INPUT MATERIAL:
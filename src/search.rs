//! Vector similarity search over stored chunks.
//!
//! The query is embedded with the same model used at ingestion time, every
//! stored chunk is scored by cosine similarity (`1 − cosine distance`), and
//! hits above the threshold come back in descending score order, ties
//! broken by ascending chunk id, truncated to the limit. An empty result is
//! a normal outcome, not an error.
//!
//! [`knowledge_base_lookup`] is the chat-tool entry point: it formats the
//! top hits as numbered excerpts and degrades to "no results" instead of
//! failing the conversation turn when search errors.

use serde::Serialize;
use tracing::warn;

use crate::embedding::{cosine_similarity, embed_query};
use crate::error::PipelineError;
use crate::ingest::Pipeline;
use crate::models::SearchHit;

/// How many hits the chat tool requests.
pub const TOOL_RESULT_LIMIT: usize = 3;
/// Minimum similarity the chat tool accepts.
pub const TOOL_SCORE_THRESHOLD: f64 = 0.5;

impl Pipeline {
    /// Rank stored chunks against `query`.
    ///
    /// `threshold` must lie in `[0, 1]`; scores must strictly exceed it to
    /// be returned. A whitespace-only query matches nothing. A dimension
    /// mismatch between the query vector and any stored vector is a
    /// deployment problem (the corpus was embedded with a different model)
    /// and surfaces as [`PipelineError::ConfigurationError`].
    pub async fn search(
        &self,
        query: &str,
        limit: usize,
        threshold: f64,
    ) -> Result<Vec<SearchHit>, PipelineError> {
        if !(0.0..=1.0).contains(&threshold) {
            return Err(PipelineError::ConfigurationError(format!(
                "search threshold {} outside [0, 1]",
                threshold
            )));
        }
        if query.trim().is_empty() {
            return Ok(Vec::new());
        }

        let query_vec = embed_query(self.embedder.as_ref(), query).await?;

        let candidates = self.store.chunk_vectors().await?;
        let mut scored = Vec::with_capacity(candidates.len());

        for candidate in candidates {
            if candidate.embedding.len() != query_vec.len() {
                return Err(PipelineError::ConfigurationError(format!(
                    "stored vector for chunk {} has {} dimensions, query has {}",
                    candidate.chunk_id,
                    candidate.embedding.len(),
                    query_vec.len()
                )));
            }
            let score = cosine_similarity(&query_vec, &candidate.embedding) as f64;
            scored.push(Scored { candidate, score });
        }

        Ok(rank(scored, limit, threshold)
            .into_iter()
            .map(|s| SearchHit {
                chunk_id: s.candidate.chunk_id,
                content: s.candidate.content,
                source_name: s.candidate.source_name,
                source_ref: self.objects.public_url(&s.candidate.storage_key),
                score: s.score,
            })
            .collect())
    }
}

struct Scored {
    candidate: crate::models::ChunkVector,
    score: f64,
}

/// Threshold filter, descending-score sort with chunk-id tie-break, limit.
fn rank(mut scored: Vec<Scored>, limit: usize, threshold: f64) -> Vec<Scored> {
    scored.retain(|s| s.score > threshold);
    scored.sort_by(|a, b| {
        b.score
            .partial_cmp(&a.score)
            .unwrap_or(std::cmp::Ordering::Equal)
            .then(a.candidate.chunk_id.cmp(&b.candidate.chunk_id))
    });
    scored.truncate(limit);
    scored
}

/// One source citation in a [`ToolResponse`].
#[derive(Debug, Clone, Serialize)]
pub struct ToolSource {
    pub title: String,
    pub url: String,
    pub source_id: String,
}

/// What the chat tool hands back to the model.
#[derive(Debug, Clone, Serialize)]
pub struct ToolResponse {
    pub content: String,
    pub sources: Vec<ToolSource>,
}

const NO_RESULTS: &str = "No relevant documents found.";

/// Knowledge-base lookup for the chat tool.
///
/// Never fails: a search error is logged and reported to the model as an
/// empty result so the conversation turn survives.
pub async fn knowledge_base_lookup(pipeline: &Pipeline, query: &str) -> ToolResponse {
    match pipeline
        .search(query, TOOL_RESULT_LIMIT, TOOL_SCORE_THRESHOLD)
        .await
    {
        Ok(hits) if !hits.is_empty() => {
            let sources = hits
                .iter()
                .map(|hit| ToolSource {
                    title: hit.source_name.clone(),
                    url: hit.source_ref.clone(),
                    source_id: hit.chunk_id.to_string(),
                })
                .collect();
            let content = hits
                .iter()
                .enumerate()
                .map(|(i, hit)| format!("[{}] {}", i + 1, hit.content))
                .collect::<Vec<_>>()
                .join("\n\n");
            ToolResponse { content, sources }
        }
        Ok(_) => ToolResponse {
            content: NO_RESULTS.to_string(),
            sources: Vec::new(),
        },
        Err(e) => {
            warn!(error = %e, "knowledge base search failed");
            ToolResponse {
                content: NO_RESULTS.to_string(),
                sources: Vec::new(),
            }
        }
    }
}

#[cfg(test)]
mod tests {
    use super::*;
    use crate::models::ChunkVector;

    fn scored(chunk_id: i64, score: f64) -> Scored {
        Scored {
            candidate: ChunkVector {
                chunk_id,
                content: String::new(),
                source_name: String::new(),
                storage_key: String::new(),
                embedding: Vec::new(),
            },
            score,
        }
    }

    fn ids(ranked: &[Scored]) -> Vec<i64> {
        ranked.iter().map(|s| s.candidate.chunk_id).collect()
    }

    #[test]
    fn orders_by_descending_score() {
        let ranked = rank(vec![scored(1, 0.2), scored(2, 0.9), scored(3, 0.5)], 10, 0.0);
        assert_eq!(ids(&ranked), vec![2, 3, 1]);
    }

    #[test]
    fn threshold_is_exclusive() {
        let ranked = rank(vec![scored(1, 0.5), scored(2, 0.51)], 10, 0.5);
        assert_eq!(ids(&ranked), vec![2]);
    }

    #[test]
    fn truncates_to_limit() {
        let ranked = rank(
            vec![scored(1, 0.9), scored(2, 0.8), scored(3, 0.7)],
            2,
            0.0,
        );
        assert_eq!(ids(&ranked), vec![1, 2]);
    }

    #[test]
    fn ties_break_by_lower_chunk_id() {
        let ranked = rank(vec![scored(7, 0.8), scored(3, 0.8), scored(5, 0.8)], 10, 0.0);
        assert_eq!(ids(&ranked), vec![3, 5, 7]);
    }

    #[test]
    fn nothing_above_threshold_is_empty_not_error() {
        let ranked = rank(vec![scored(1, 0.4), scored(2, 0.1)], 10, 0.99);
        assert!(ranked.is_empty());
    }
}
use anyhow::{Context, Result};
use serde::Deserialize;
use std::path::{Path, PathBuf};

#[derive(Debug, Deserialize, Clone)]
pub struct Config {
    pub db: DbConfig,
    pub storage: StorageConfig,
    pub embedding: EmbeddingConfig,
    #[serde(default)]
    pub chunking: ChunkingConfig,
    #[serde(default)]
    pub search: SearchConfig,
}

#[derive(Debug, Deserialize, Clone)]
pub struct DbConfig {
    pub path: PathBuf,
}

#[derive(Debug, Deserialize, Clone)]
pub struct StorageConfig {
    pub bucket: String,
    #[serde(default = "default_region")]
    pub region: String,
    /// Custom endpoint for S3-compatible services (MinIO, LocalStack).
    #[serde(default)]
    pub endpoint_url: Option<String>,
    /// Base of the public retrieval URL; defaults to the endpoint.
    #[serde(default)]
    pub public_base_url: Option<String>,
    #[serde(default = "default_timeout_secs")]
    pub timeout_secs: u64,
}

fn default_region() -> String {
    "us-east-1".to_string()
}

#[derive(Debug, Deserialize, Clone)]
pub struct EmbeddingConfig {
    pub model: String,
    pub dims: usize,
    #[serde(default = "default_batch_size")]
    pub batch_size: usize,
    #[serde(default = "default_max_retries")]
    pub max_retries: u32,
    #[serde(default = "default_timeout_secs")]
    pub timeout_secs: u64,
}

fn default_batch_size() -> usize {
    64
}
fn default_max_retries() -> u32 {
    5
}
fn default_timeout_secs() -> u64 {
    30
}

#[derive(Debug, Deserialize, Clone)]
pub struct ChunkingConfig {
    #[serde(default = "default_chunk_size")]
    pub chunk_size: usize,
    #[serde(default = "default_overlap")]
    pub overlap: usize,
}

impl Default for ChunkingConfig {
    fn default() -> Self {
        Self {
            chunk_size: default_chunk_size(),
            overlap: default_overlap(),
        }
    }
}

fn default_chunk_size() -> usize {
    1000
}
fn default_overlap() -> usize {
    200
}

#[derive(Debug, Deserialize, Clone)]
pub struct SearchConfig {
    #[serde(default = "default_limit")]
    pub default_limit: usize,
    #[serde(default = "default_threshold")]
    pub default_threshold: f64,
}

impl Default for SearchConfig {
    fn default() -> Self {
        Self {
            default_limit: default_limit(),
            default_threshold: default_threshold(),
        }
    }
}

fn default_limit() -> usize {
    5
}
fn default_threshold() -> f64 {
    0.5
}

pub fn load_config(path: &Path) -> Result<Config> {
    let content = std::fs::read_to_string(path)
        .with_context(|| format!("Failed to read config file: {}", path.display()))?;

    let config: Config = toml::from_str(&content).with_context(|| "Failed to parse config file")?;

    // Validate chunking
    if config.chunking.chunk_size == 0 {
        anyhow::bail!("chunking.chunk_size must be > 0");
    }
    if config.chunking.overlap >= config.chunking.chunk_size {
        anyhow::bail!("chunking.overlap must be < chunking.chunk_size");
    }

    // Validate embedding
    if config.embedding.dims == 0 {
        anyhow::bail!("embedding.dims must be > 0");
    }
    if config.embedding.model.is_empty() {
        anyhow::bail!("embedding.model must be specified");
    }

    // Validate storage
    if config.storage.bucket.is_empty() {
        anyhow::bail!("storage.bucket must be specified");
    }

    // Validate search defaults
    if config.search.default_limit < 1 {
        anyhow::bail!("search.default_limit must be >= 1");
    }
    if !(0.0..=1.0).contains(&config.search.default_threshold) {
        anyhow::bail!("search.default_threshold must be in [0.0, 1.0]");
    }

    Ok(config)
}

#[cfg(test)]
mod tests {
    use super::*;
    use std::io::Write;

    fn write_config(content: &str) -> tempfile::NamedTempFile {
        let mut f = tempfile::NamedTempFile::new().unwrap();
        f.write_all(content.as_bytes()).unwrap();
        f
    }

    const VALID: &str = r#"
[db]
path = "data/dv.sqlite"

[storage]
bucket = "uploads"

[embedding]
model = "text-embedding-3-small"
dims = 1536
"#;

    #[test]
    fn valid_config_loads_with_defaults() {
        let f = write_config(VALID);
        let config = load_config(f.path()).unwrap();
        assert_eq!(config.chunking.chunk_size, 1000);
        assert_eq!(config.chunking.overlap, 200);
        assert_eq!(config.search.default_limit, 5);
        assert!((config.search.default_threshold - 0.5).abs() < 1e-9);
        assert_eq!(config.embedding.batch_size, 64);
    }

    #[test]
    fn overlap_must_be_below_chunk_size() {
        let f = write_config(&format!(
            "{}\n[chunking]\nchunk_size = 100\noverlap = 100\n",
            VALID
        ));
        let err = load_config(f.path()).unwrap_err();
        assert!(err.to_string().contains("overlap"));
    }

    #[test]
    fn threshold_out_of_range_rejected() {
        let f = write_config(&format!(
            "{}\n[search]\ndefault_threshold = 1.5\n",
            VALID
        ));
        assert!(load_config(f.path()).is_err());
    }

    #[test]
    fn zero_dims_rejected() {
        let f = write_config(VALID.replace("dims = 1536", "dims = 0").as_str());
        assert!(load_config(f.path()).is_err());
    }
}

YOUR ASSIGNMENT: Exactly how many lines of the records above contain "back"? Please state only the number.

YOUR RESPONSE: 2